# Appendix A. MATHEMATICAL PRELIMINARIES

# A.2. Real Analysis and Calculus in Higher Dimensions

We would like to extend concepts that are familiar to us from working
with real numbers $\mathbb{R}$ to other spaces of interest. For example,
through much of this class we will operate in $n$-dimensional Euclidean
spaces $\mathbb{R}^n$. Elements of $\mathbb{R}^n$ (points) are simply
tuples of $n$ real numbers. In this section we extend our understanding
the notions of sequences, limits, derivatives, and closed and open
intervals to a more general setting of *metric spaces*.

## Metric spaces

A metric space $S$ is an arbitrary abstract set equipped with a *metric*
$d(x,y)$ that measures a sense of distance between points. The metric is
required to be 1) nonnegative ($d(x,y) \geq 0$), 2) reflexive
($d(x,y) = 0$ iff $x=y$) and 3) symmetric ($d(x,y) = d(y,x)$). It is
also required to satisfy the triangle inequality:
$d(x,y) \leq d(x,z)+d(z,y)$ for all $x,y,z$.

Examples:

-   $\mathbb{R}$ is a metric space under the absolute distance metric
    $d(x,y)=|x-y|$.

-   Any Euclidean space $\mathbb{R}^n$ is a metric space under the
    Euclidean distance metric (and indeed, many other metrics).
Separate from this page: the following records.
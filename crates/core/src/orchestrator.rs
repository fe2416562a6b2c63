//! Backend selection and fallback.
//!
//! The launch sequence is an explicit state machine:
//!
//! ```text
//! CheckPrerequisites -> SelectPort -> Attempt(0) -> ... -> report | error
//! ```
//!
//! Prerequisite failure is terminal before any port or backend work. Port
//! selection always proceeds. Attempts consume an ordered candidate list one
//! backend at a time; a failure outcome advances to the next candidate, and
//! exhaustion is terminal failure carrying the last cause.

use serde::Serialize;
use tokio_util::sync::CancellationToken;
use tracing::{info, warn};

use crate::assets;
use crate::backend::{BackendKind, Outcome, ProcessBackend, ServerBackend};
use crate::config::{LaunchConfig, serve_url};
use crate::error::{Error, Result};
use crate::port;

/// User-selected launch mode: one specific backend, or automatic fallback
/// through all of them in priority order.
#[derive(Debug, Clone, Copy, PartialEq, Eq)]
pub enum ServerMode {
	Explicit(BackendKind),
	Auto,
}

impl ServerMode {
	/// Candidate backends for this mode, in the order they will be tried.
	///
	/// An explicit choice yields exactly that backend: the user's selection
	/// is never escalated to a backend they did not ask for.
	pub fn candidates(self) -> Vec<ProcessBackend> {
		match self {
			ServerMode::Explicit(kind) => vec![ProcessBackend::new(kind)],
			ServerMode::Auto => {
				BackendKind::AUTO_ORDER.iter().copied().map(ProcessBackend::new).collect()
			}
		}
	}
}

/// One backend try and how it ended.
#[derive(Debug, Clone, Serialize)]
pub struct LaunchAttempt {
	pub backend: &'static str,
	pub port: u16,
	pub outcome: Outcome,
}

/// Terminal summary of a successful launch.
#[derive(Debug, Clone, Serialize)]
#[serde(rename_all = "camelCase")]
pub struct LaunchReport {
	/// Display name of the backend that served.
	pub backend: &'static str,
	pub port: u16,
	pub url: String,
	/// Every attempt made this run, the successful one last.
	pub attempts: Vec<LaunchAttempt>,
}

enum Step {
	CheckPrerequisites,
	SelectPort,
	Attempt { index: usize, port: u16 },
}

/// Drive the full launch sequence: prerequisite check, port selection, then
/// each candidate backend in order until one serves successfully.
///
/// `candidates` must already be ordered for the selected mode (see
/// [`ServerMode::candidates`]); tests inject scripted backends here instead
/// of spawning real processes.
pub async fn run_launch(
	config: &LaunchConfig,
	candidates: &[&dyn ServerBackend],
	cancel: &CancellationToken,
) -> Result<LaunchReport> {
	let mut attempts: Vec<LaunchAttempt> = Vec::new();
	let mut step = Step::CheckPrerequisites;

	loop {
		step = match step {
			Step::CheckPrerequisites => {
				assets::check_required_assets(&config.working_dir, &config.required_assets)?;
				Step::SelectPort
			}
			Step::SelectPort => {
				let port = port::find_free_port(config.port_range.clone(), config.fallback_port);
				info!(target = "devserve", port, url = %serve_url(port), "selected port");
				Step::Attempt { index: 0, port }
			}
			Step::Attempt { index, port } => {
				let Some(backend) = candidates.get(index) else {
					let last_cause = attempts
						.last()
						.and_then(|attempt| attempt.outcome.cause())
						.unwrap_or_else(|| "no server backends configured".to_string());
					return Err(Error::AllBackendsFailed { attempts, last_cause });
				};

				let name = backend.name();
				let outcome = backend.launch(port, &config.working_dir, cancel).await;
				let attempt = LaunchAttempt { backend: name, port, outcome };

				if attempt.outcome.is_success() {
					info!(target = "devserve", backend = name, port, "server run finished");
					attempts.push(attempt);
					return Ok(LaunchReport { backend: name, port, url: serve_url(port), attempts });
				}

				warn!(
					target = "devserve",
					backend = attempt.backend,
					cause = attempt.outcome.cause().as_deref().unwrap_or("unknown"),
					"backend failed"
				);
				if index + 1 < candidates.len() {
					info!(target = "devserve", "trying next server backend");
				}
				attempts.push(attempt);
				Step::Attempt { index: index + 1, port }
			}
		};
	}
}
use thiserror::Error;

use crate::orchestrator::LaunchAttempt;

pub type Result<T> = std::result::Result<T, Error>;

#[derive(Debug, Error)]
pub enum Error {
	/// One or more required asset files are absent from the document root.
	/// Carries every missing name so the operator sees all problems at once.
	#[error("missing required files: {}", missing.join(", "))]
	MissingAssets { missing: Vec<String> },

	/// The chosen backend failed, or auto mode exhausted every candidate.
	#[error("no server backend could be started: {last_cause}")]
	AllBackendsFailed {
		attempts: Vec<LaunchAttempt>,
		last_cause: String,
	},
}
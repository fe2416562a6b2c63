//! Loopback port probing.

use std::net::TcpListener;
use std::ops::Range;

use tracing::debug;

/// Return the first port in `range` that accepts a loopback bind, probing in
/// ascending order. The probe listener is dropped as soon as the bind
/// succeeds; nothing holds the port between selection and use, so another
/// process can still grab it first.
///
/// When no port in the range binds, `fallback` is returned without being
/// re-validated. Best effort, inherited from the tool this replaces.
pub fn find_free_port(range: Range<u16>, fallback: u16) -> u16 {
	for port in range {
		match TcpListener::bind(("127.0.0.1", port)) {
			Ok(_probe) => {
				debug!(target = "devserve", port, "port is free");
				return port;
			}
			Err(err) => {
				debug!(target = "devserve", port, error = %err, "port unavailable");
			}
		}
	}
	fallback
}
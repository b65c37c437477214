use image::RgbaImage;
use nalgebra::{Point2, Point3, Vector3, Vector4};

use super::volume::Volume;
use crate::camera::Camera;
use crate::render_system::aabb::Aabb;
use crate::utils;

/// World-space entry and exit of one pixel's ray through the proxy cube.
#[derive(Clone, Copy, Debug, PartialEq)]
pub struct ProxyHit {
    pub entry: Point3<f32>,
    pub exit: Point3<f32>,
}

/// Per-pixel position output, row major. `None` where the ray misses the cube.
pub fn position_pass(
    camera: &dyn Camera,
    proxy: &Aabb,
    width: u32,
    height: u32,
) -> Vec<Option<ProxyHit>> {
    let eye = camera.eye();
    let aspect = width as f32 / height as f32;
    let mut out = Vec::with_capacity((width * height) as usize);
    for y in 0..height {
        for x in 0..width {
            let uv = utils::screen_to_uv(
                Point2::new(x as f32 + 0.5, y as f32 + 0.5),
                [width, height],
            );
            let dir = camera.ray_direction(uv, aspect);
            out.push(proxy.ray_intersection(&eye, &dir).map(|(t0, t1)| ProxyHit {
                entry: eye + dir * t0,
                exit: eye + dir * t1,
            }));
        }
    }
    out
}

/// Composites level `mip` of `volume` between the two points of `hit`.
pub fn march_volume(volume: &Volume, hit: &ProxyHit, mip: f32) -> Vector4<f32> {
    let span = hit.exit - hit.entry;
    let length = span.norm();
    if length <= 0.0 {
        return Vector4::zeros();
    }
    let dir: Vector3<f32> = span / length;
    let max_lod = (volume.mip_count() - 1) as f32;
    let mip = if mip.is_finite() { mip.clamp(0.0, max_lod) } else { 0.0 };
    // half a voxel of the chosen level per step
    let step = volume.grid().cell_size() * mip.exp2() * 0.5;

    let mut acc = Vector4::zeros();
    let mut t = step * 0.5;
    while t < length && acc.w < 1.0 {
        let s = volume.sample(&(hit.entry + dir * t), mip);
        acc += s * (1.0 - acc.w);
        t += step;
    }
    acc
}

/// Renders the debug image. Pixels whose ray misses the proxy cube stay transparent.
pub fn render_debug_view(
    volume: &Volume,
    camera: &dyn Camera,
    width: u32,
    height: u32,
    mip: f32,
) -> RgbaImage {
    let proxy = Aabb::cube(volume.grid().scene_scale());
    let hits = position_pass(camera, &proxy, width, height);
    let mut image = RgbaImage::new(width, height);
    for (i, hit) in hits.iter().enumerate() {
        let Some(hit) = hit else { continue };
        let c = march_volume(volume, hit, mip);
        let x = i as u32 % width;
        let y = i as u32 / width;
        image.put_pixel(x, y, utils::to_rgba8(&c.xyz(), 1.0));
    }
    image
}

#[cfg(test)]
mod tests {
    use super::*;
    use crate::camera::OrbitCamera;
    use crate::gi::volume::VoxelGrid;
    use pretty_assertions::assert_eq;

    fn volume_filled_with(texel: [u8; 4]) -> Volume {
        let mut volume = Volume::new(VoxelGrid::new(8, 4.0).unwrap());
        volume.base_mut().fill(texel);
        volume.generate_mips();
        volume
    }

    #[test]
    fn position_pass_hits_the_cube_in_the_middle_only() {
        let camera = OrbitCamera::new(20.0, 0.0, 0.0);
        let hits = position_pass(&camera, &Aabb::cube(4.0), 9, 9);
        let center = hits[4 * 9 + 4].unwrap();
        assert!((center.entry.x - 4.0).abs() < 1e-3);
        assert!((center.exit.x + 4.0).abs() < 1e-3);
        // the 60 degree view is wider than the cube at this distance
        assert_eq!(hits[0], None);
    }

    #[test]
    fn empty_volume_renders_black() {
        let volume = Volume::new(VoxelGrid::new(8, 4.0).unwrap());
        let camera = OrbitCamera::new(20.0, 0.3, 0.5);
        let image = render_debug_view(&volume, &camera, 16, 16, 0.0);
        let center = image.get_pixel(8, 8);
        assert_eq!(center.0, [0, 0, 0, 255]);
        assert_eq!(image.get_pixel(0, 0).0, [0, 0, 0, 0]);
    }

    #[test]
    fn solid_volume_shows_its_color_at_every_mip() {
        let volume = volume_filled_with([255, 0, 0, 255]);
        let camera = OrbitCamera::new(20.0, 0.3, 0.5);
        for mip in [0.0, 1.0, 3.0, 10.0] {
            let image = render_debug_view(&volume, &camera, 16, 16, mip);
            assert_eq!(image.get_pixel(8, 8).0, [255, 0, 0, 255], "mip {mip}");
        }
    }

    #[test]
    fn degenerate_hit_is_empty() {
        let volume = volume_filled_with([255, 255, 255, 255]);
        let p = Point3::new(1.0, 1.0, 1.0);
        let hit = ProxyHit { entry: p, exit: p };
        assert_eq!(march_volume(&volume, &hit, 0.0), Vector4::zeros());
    }
}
-   Any set is a metric space under the discrete metric: $d(x,y) = 0$ if
    $x=y$, and $d(x,y) = 1$ otherwise.

We can easily generalize the notions of convergence and limits of
sequences into the metric space setting. This is done simply by
replacing the absolute distances $|x-y|$ with the metric $d(x,y)$.
Limits of a function also generalize, but only in the standard case
(taken relative to some point $c$). The one-sided and asymptotic limits
do not generalize in the same way, nor do the notions of
minimum/maximum/infimum/supremum.

> **Neighborhood**. For a metric space $(S,d)$, the $r$-neighborhood of a point $x\in S$ is
> the set $N_r(x) = { y\in S | d(x,y) < r }$. For a Euclidean space
> $\mathbb{R}^n$ and the Euclidean metric, this is a ball of dimension $n$
> and radius $r$ centered on $x$, not including its surface.

> **Open set**. An *open set* $A$ is a subset of a metric space $(S,d)$ such that every
> point $x \in A$ has an $r$-neighborhood completely contained within $A$
> with some $r > 0$. More precisely, for all $x$, there exists an $r > 0$
> such that $N_r(x) \subseteq A$. (Note that $r$ is allowed to depend on
> $x$.)

> **Closed set**. A *closed set* $A$ is a subset of a metric space $(S,d)$ such that its
> complement $S \setminus A$ is an open set. (Note: typically the
> "universe" of possible elements $S$ is known and is therefore left
> implicit.)

Examples:

-   The half-open interval $(a,b]$ is neither open nor closed.

-   Any finite set of points $\{ x_1,\ldots,x_n \}$ closed in
    $\mathbb{R}$.

-   The empty set is both open and closed.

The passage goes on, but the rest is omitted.